What is needed
Among the entries below, find every line that has "saturating" and pull it out.

Data for this task

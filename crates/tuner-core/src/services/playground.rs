use tracing::{debug, error};

use crate::models::{ChatMessage, ModelSelection, TrainingExample};
use crate::services::generation::{GenerationResult, TextGenerator};
use crate::services::prompt_strategy::GenerationRequest;

pub const WELCOME_MESSAGE: &str = "Hello! I am a Gemini model. Switch between the Base model and \
the Fine-tuned model to see the difference. Try typing a sentence and I will classify its sentiment!";

/// A request that has been admitted by [`PlaygroundSession::begin_send`].
#[derive(Clone, Debug, PartialEq)]
pub struct PendingSend {
    pub id: u64,
    pub request: GenerationRequest,
}

/// Chat transcript plus the base/tuned switch and an in-flight guard.
///
/// Sending is split in two halves so a frontend can run the generation call
/// in the background: `begin_send` is synchronous and optimistic,
/// `finish_send` consumes the outcome and always clears `busy`.
#[derive(Clone, Debug)]
pub struct PlaygroundSession {
    messages: Vec<ChatMessage>,
    selection: ModelSelection,
    busy: bool,
    // Id and strategy of the in-flight request. A mid-flight switch does not
    // change which error string the reply uses.
    in_flight: Option<(u64, ModelSelection)>,
    request_seq: u64,
}

impl PlaygroundSession {
    pub fn new() -> Self {
        Self {
            messages: vec![ChatMessage::model(WELCOME_MESSAGE)],
            selection: ModelSelection::default(),
            busy: false,
            in_flight: None,
            request_seq: 0,
        }
    }

    pub fn messages(&self) -> &[ChatMessage] {
        &self.messages
    }

    pub fn selection(&self) -> ModelSelection {
        self.selection
    }

    /// Change which strategy the next send uses. History is kept.
    pub fn set_selection(&mut self, selection: ModelSelection) {
        if self.selection != selection {
            debug!(?selection, "Playground model selection changed");
        }
        self.selection = selection;
    }

    pub fn is_busy(&self) -> bool {
        self.busy
    }

    /// Validate, record the user message and build the request.
    ///
    /// Returns `None` (and changes nothing) for blank text or while a
    /// request is already in flight.
    pub fn begin_send(
        &mut self,
        user_text: &str,
        examples: &[TrainingExample],
    ) -> Option<PendingSend> {
        if user_text.trim().is_empty() || self.busy {
            return None;
        }

        self.messages.push(ChatMessage::user(user_text));
        self.busy = true;
        self.request_seq += 1;
        self.in_flight = Some((self.request_seq, self.selection));

        let request = self.selection.strategy().build_request(user_text, examples);
        debug!(
            selection = ?self.selection,
            examples = examples.len(),
            "Playground request admitted"
        );

        Some(PendingSend {
            id: self.request_seq,
            request,
        })
    }

    /// Record the collaborator's outcome. Errors become a fixed message.
    ///
    /// Results for a request that is no longer in flight (for example one
    /// started before a reset) are dropped.
    pub fn finish_send(&mut self, request_id: u64, result: GenerationResult<String>) {
        let selection = match self.in_flight {
            Some((id, selection)) if id == request_id => selection,
            _ => {
                debug!(request_id, "Ignoring generation result with no matching request");
                return;
            }
        };
        self.in_flight = None;

        let strategy = selection.strategy();
        let message = match result {
            Ok(text) if text.trim().is_empty() => ChatMessage::model(strategy.empty_response_text()),
            Ok(text) => ChatMessage::model(text),
            Err(e) => {
                error!(error = %e, "Playground generation failed");
                ChatMessage::model_error(strategy.error_text())
            }
        };

        self.messages.push(message);
        self.busy = false;
    }

    /// Full round trip: admit, call the collaborator once, record the outcome.
    /// Returns whether the text was admitted.
    pub async fn send(
        &mut self,
        user_text: &str,
        examples: &[TrainingExample],
        generator: &dyn TextGenerator,
    ) -> bool {
        let Some(pending) = self.begin_send(user_text, examples) else {
            return false;
        };

        let result = generator
            .generate(&pending.request.prompt, &pending.request.options)
            .await;
        self.finish_send(pending.id, result);
        true
    }

    /// Back to a fresh transcript. The model selection resets with it; the
    /// request counter does not, so stale results stay distinguishable.
    pub fn reset(&mut self) {
        let request_seq = self.request_seq;
        *self = Self::new();
        self.request_seq = request_seq;
    }
}

impl Default for PlaygroundSession {
    fn default() -> Self {
        Self::new()
    }
}
use std::time::Duration;

use serde::{Deserialize, Serialize};

use crate::services::generation::DEFAULT_MODEL;
use crate::services::training_timer::DEFAULT_TICK_INTERVAL;

/// Shortest tick period accepted from configuration.
pub const MIN_TICK_INTERVAL_MS: u64 = 50;

/// User-level configuration for the walkthrough.
#[derive(Clone, Debug, PartialEq, Serialize, Deserialize)]
pub struct TunerSettings {
    /// Model identifier used for both base and tuned responses.
    #[serde(default = "default_model")]
    pub model: String,

    /// Pacing of the simulated training run.
    #[serde(default = "default_tick_interval_ms")]
    pub tick_interval_ms: u64,

    /// Never written to disk; supplied by the environment or the CLI.
    #[serde(skip)]
    pub api_key: Option<String>,
}

fn default_model() -> String {
    DEFAULT_MODEL.to_string()
}

fn default_tick_interval_ms() -> u64 {
    DEFAULT_TICK_INTERVAL.as_millis() as u64
}

impl Default for TunerSettings {
    fn default() -> Self {
        Self {
            model: default_model(),
            tick_interval_ms: default_tick_interval_ms(),
            api_key: None,
        }
    }
}

impl TunerSettings {
    pub fn tick_interval(&self) -> Duration {
        Duration::from_millis(self.tick_interval_ms.max(MIN_TICK_INTERVAL_MS))
    }
}

#[cfg(test)]
mod tests {
    use super::*;

    #[test]
    fn test_defaults() {
        let settings = TunerSettings::default();
        assert_eq!(settings.model, "gemini-2.5-flash");
        assert_eq!(settings.tick_interval(), Duration::from_millis(800));
    }

    #[test]
    fn test_missing_fields_use_defaults() {
        let settings: TunerSettings = serde_json::from_str("{}").expect("valid json");
        assert_eq!(settings, TunerSettings::default());
    }

    #[test]
    fn test_api_key_never_serialized() {
        let settings = TunerSettings {
            api_key: Some("secret".to_string()),
            ..TunerSettings::default()
        };
        let json = serde_json::to_string(&settings).expect("serializable");
        assert!(!json.contains("secret"));
        assert!(!json.contains("api_key"));
    }

    #[test]
    fn test_tick_interval_has_floor() {
        let settings = TunerSettings {
            tick_interval_ms: 0,
            ..TunerSettings::default()
        };
        assert_eq!(settings.tick_interval(), Duration::from_millis(MIN_TICK_INTERVAL_MS));
    }
}
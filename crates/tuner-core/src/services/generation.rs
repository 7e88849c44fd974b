use async_trait::async_trait;
use rig::client::CompletionClient;
use rig::completion::Prompt;
use thiserror::Error;
use tracing::debug;

/// Default model used for both the base and the simulated tuned responses.
pub const DEFAULT_MODEL: &str = "gemini-2.5-flash";

/// Optional knobs for a single generation call.
#[derive(Clone, Debug, Default, PartialEq)]
pub struct GenerationOptions {
    /// System instruction sent alongside the prompt.
    pub system_context: Option<String>,
    /// Sampling temperature; `None` keeps the provider default.
    pub temperature: Option<f64>,
}

#[derive(Debug, Error)]
pub enum GenerationError {
    #[error("API key not configured for the generation provider")]
    MissingApiKey,

    #[error("Failed to create provider client: {0}")]
    Client(String),

    #[error("Generation request failed: {0}")]
    Request(String),
}

pub type GenerationResult<T> = Result<T, GenerationError>;

/// External text-generation collaborator: prompt in, text out, or fail.
#[async_trait]
pub trait TextGenerator: Send + Sync {
    async fn generate(
        &self,
        prompt: &str,
        options: &GenerationOptions,
    ) -> GenerationResult<String>;

    /// Name shown in the playground header and in logs.
    fn model_name(&self) -> &str;
}

/// Gemini-backed generator built on rig.
///
/// The API key is captured once here. A missing key is not an error at
/// construction time; every `generate` call then fails with
/// [`GenerationError::MissingApiKey`].
#[derive(Clone)]
pub struct GeminiGenerator {
    api_key: Option<String>,
    model: String,
}

impl GeminiGenerator {
    pub fn new(api_key: Option<String>, model: impl Into<String>) -> Self {
        let api_key = api_key.filter(|key| !key.trim().is_empty());
        Self {
            api_key,
            model: model.into(),
        }
    }

    /// Read the key from `GEMINI_API_KEY`, falling back to `API_KEY`.
    pub fn from_env(model: impl Into<String>) -> Self {
        Self::from_lookup(|name| std::env::var(name).ok(), model)
    }

    fn from_lookup(lookup: impl Fn(&str) -> Option<String>, model: impl Into<String>) -> Self {
        let api_key = ["GEMINI_API_KEY", "API_KEY"]
            .into_iter()
            .find_map(|name| lookup(name).filter(|key| !key.trim().is_empty()));
        Self::new(api_key, model)
    }

    pub fn has_api_key(&self) -> bool {
        self.api_key.is_some()
    }
}

#[async_trait]
impl TextGenerator for GeminiGenerator {
    async fn generate(
        &self,
        prompt: &str,
        options: &GenerationOptions,
    ) -> GenerationResult<String> {
        let key = self.api_key.as_ref().ok_or(GenerationError::MissingApiKey)?;

        let client = rig::providers::gemini::Client::new(key)
            .map_err(|e| GenerationError::Client(e.to_string()))?;

        let mut builder = client.agent(&self.model);
        if let Some(context) = &options.system_context {
            builder = builder.preamble(context);
        }
        if let Some(temperature) = options.temperature {
            builder = builder.temperature(temperature);
        }
        let agent = builder.build();

        debug!(
            model = %self.model,
            prompt_len = prompt.len(),
            has_context = options.system_context.is_some(),
            temperature = ?options.temperature,
            "Calling generation provider"
        );

        let response = agent
            .prompt(prompt)
            .await
            .map_err(|e| GenerationError::Request(e.to_string()))?;

        debug!(response_len = response.len(), "Generation response received");

        Ok(response)
    }

    fn model_name(&self) -> &str {
        &self.model
    }
}

#[cfg(test)]
mod tests {
    use super::*;

    #[tokio::test]
    async fn test_missing_key_fails_at_call_time() {
        let generator = GeminiGenerator::new(None, DEFAULT_MODEL);
        assert!(!generator.has_api_key());

        let result = generator
            .generate("hello", &GenerationOptions::default())
            .await;
        assert!(matches!(result, Err(GenerationError::MissingApiKey)));
    }

    #[tokio::test]
    async fn test_blank_key_treated_as_missing() {
        let generator = GeminiGenerator::new(Some("   ".to_string()), DEFAULT_MODEL);
        assert!(!generator.has_api_key());

        let result = generator
            .generate("hello", &GenerationOptions::default())
            .await;
        assert!(matches!(result, Err(GenerationError::MissingApiKey)));
    }

    #[test]
    fn test_env_lookup_falls_back_to_api_key() {
        let generator = GeminiGenerator::from_lookup(
            |name| match name {
                "GEMINI_API_KEY" => Some(" ".to_string()),
                "API_KEY" => Some("fallback".to_string()),
                _ => None,
            },
            DEFAULT_MODEL,
        );
        assert_eq!(generator.api_key.as_deref(), Some("fallback"));

        let generator = GeminiGenerator::from_lookup(|_| None, DEFAULT_MODEL);
        assert!(!generator.has_api_key());
    }

    #[test]
    fn test_model_name() {
        let generator = GeminiGenerator::new(Some("key".to_string()), "custom-model");
        assert_eq!(generator.model_name(), "custom-model");
    }
}
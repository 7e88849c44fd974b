pub const MIN_EPOCHS: u32 = 1;
pub const MAX_EPOCHS: u32 = 20;
pub const MIN_LEARNING_RATE: f64 = 0.0001;
pub const MAX_LEARNING_RATE: f64 = 0.01;
/// Granularity of the learning-rate control.
pub const LEARNING_RATE_STEP: f64 = 0.0001;

/// Allowed batch sizes. There is no custom entry.
#[derive(Clone, Copy, Debug, Default, PartialEq, Eq)]
pub enum BatchSize {
    #[default]
    Four,
    Eight,
    Sixteen,
    ThirtyTwo,
}

impl BatchSize {
    pub const ALL: [BatchSize; 4] = [
        BatchSize::Four,
        BatchSize::Eight,
        BatchSize::Sixteen,
        BatchSize::ThirtyTwo,
    ];

    pub fn value(self) -> u32 {
        match self {
            BatchSize::Four => 4,
            BatchSize::Eight => 8,
            BatchSize::Sixteen => 16,
            BatchSize::ThirtyTwo => 32,
        }
    }

    /// Next larger size, saturating at 32.
    pub fn larger(self) -> Self {
        match self {
            BatchSize::Four => BatchSize::Eight,
            BatchSize::Eight => BatchSize::Sixteen,
            BatchSize::Sixteen | BatchSize::ThirtyTwo => BatchSize::ThirtyTwo,
        }
    }

    /// Next smaller size, saturating at 4.
    pub fn smaller(self) -> Self {
        match self {
            BatchSize::Four | BatchSize::Eight => BatchSize::Four,
            BatchSize::Sixteen => BatchSize::Eight,
            BatchSize::ThirtyTwo => BatchSize::Sixteen,
        }
    }
}

impl TryFrom<u32> for BatchSize {
    type Error = String;

    fn try_from(value: u32) -> Result<Self, Self::Error> {
        BatchSize::ALL
            .into_iter()
            .find(|size| size.value() == value)
            .ok_or_else(|| format!("unsupported batch size {value}, expected 4, 8, 16 or 32"))
    }
}

impl From<BatchSize> for u32 {
    fn from(size: BatchSize) -> Self {
        size.value()
    }
}

/// Identifies one hyperparameter control, with the help text shown next to it.
#[derive(Clone, Copy, Debug, PartialEq, Eq)]
pub enum HyperparameterField {
    Epochs,
    BatchSize,
    LearningRate,
}

impl HyperparameterField {
    pub const ALL: [HyperparameterField; 3] = [
        HyperparameterField::Epochs,
        HyperparameterField::BatchSize,
        HyperparameterField::LearningRate,
    ];

    pub fn label(self) -> &'static str {
        match self {
            HyperparameterField::Epochs => "Epochs",
            HyperparameterField::BatchSize => "Batch size",
            HyperparameterField::LearningRate => "Learning rate",
        }
    }

    pub fn help(self) -> &'static str {
        match self {
            HyperparameterField::Epochs => {
                "How many times the model passes over the whole dataset. Too many epochs can cause overfitting."
            }
            HyperparameterField::BatchSize => {
                "How many examples are processed together before the model is updated."
            }
            HyperparameterField::LearningRate => {
                "How much the model changes after each step. Too high: unstable learning. Too low: very slow learning."
            }
        }
    }

    pub fn next(self) -> Self {
        match self {
            HyperparameterField::Epochs => HyperparameterField::BatchSize,
            HyperparameterField::BatchSize => HyperparameterField::LearningRate,
            HyperparameterField::LearningRate => HyperparameterField::Epochs,
        }
    }

    pub fn previous(self) -> Self {
        match self {
            HyperparameterField::Epochs => HyperparameterField::LearningRate,
            HyperparameterField::BatchSize => HyperparameterField::Epochs,
            HyperparameterField::LearningRate => HyperparameterField::BatchSize,
        }
    }
}

/// Training configuration. Always fully populated and always within range:
/// every constructor and setter clamps, so an invalid bag cannot be built.
#[derive(Clone, Copy, Debug, PartialEq)]
pub struct Hyperparameters {
    epochs: u32,
    batch_size: BatchSize,
    learning_rate: f64,
}

impl Hyperparameters {
    pub fn new(epochs: u32, batch_size: BatchSize, learning_rate: f64) -> Self {
        Self::default()
            .with_epochs(epochs)
            .with_batch_size(batch_size)
            .with_learning_rate(learning_rate)
    }

    pub fn epochs(&self) -> u32 {
        self.epochs
    }

    pub fn batch_size(&self) -> BatchSize {
        self.batch_size
    }

    pub fn learning_rate(&self) -> f64 {
        self.learning_rate
    }

    pub fn with_epochs(mut self, epochs: u32) -> Self {
        self.epochs = epochs.clamp(MIN_EPOCHS, MAX_EPOCHS);
        self
    }

    pub fn with_batch_size(mut self, batch_size: BatchSize) -> Self {
        self.batch_size = batch_size;
        self
    }

    /// Clamp to the allowed range and snap to the control's step.
    pub fn with_learning_rate(mut self, learning_rate: f64) -> Self {
        let clamped = if learning_rate.is_finite() {
            learning_rate.clamp(MIN_LEARNING_RATE, MAX_LEARNING_RATE)
        } else {
            MIN_LEARNING_RATE
        };
        let steps = (clamped / LEARNING_RATE_STEP).round();
        self.learning_rate = (steps * LEARNING_RATE_STEP).clamp(MIN_LEARNING_RATE, MAX_LEARNING_RATE);
        self
    }

    /// Move one control position up (`delta > 0`) or down (`delta < 0`).
    pub fn step(self, field: HyperparameterField, delta: i32) -> Self {
        match field {
            HyperparameterField::Epochs => {
                let epochs = self.epochs as i64 + delta as i64;
                self.with_epochs(epochs.clamp(MIN_EPOCHS as i64, MAX_EPOCHS as i64) as u32)
            }
            HyperparameterField::BatchSize => {
                let mut size = self.batch_size;
                for _ in 0..delta.unsigned_abs() {
                    size = if delta > 0 { size.larger() } else { size.smaller() };
                }
                self.with_batch_size(size)
            }
            HyperparameterField::LearningRate => {
                self.with_learning_rate(self.learning_rate + delta as f64 * LEARNING_RATE_STEP)
            }
        }
    }
}

impl Default for Hyperparameters {
    fn default() -> Self {
        Self {
            epochs: 5,
            batch_size: BatchSize::Four,
            learning_rate: 0.001,
        }
    }
}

Output of the exercise
    /// Next larger size, saturating at 32.
    /// Next smaller size, saturating at 4.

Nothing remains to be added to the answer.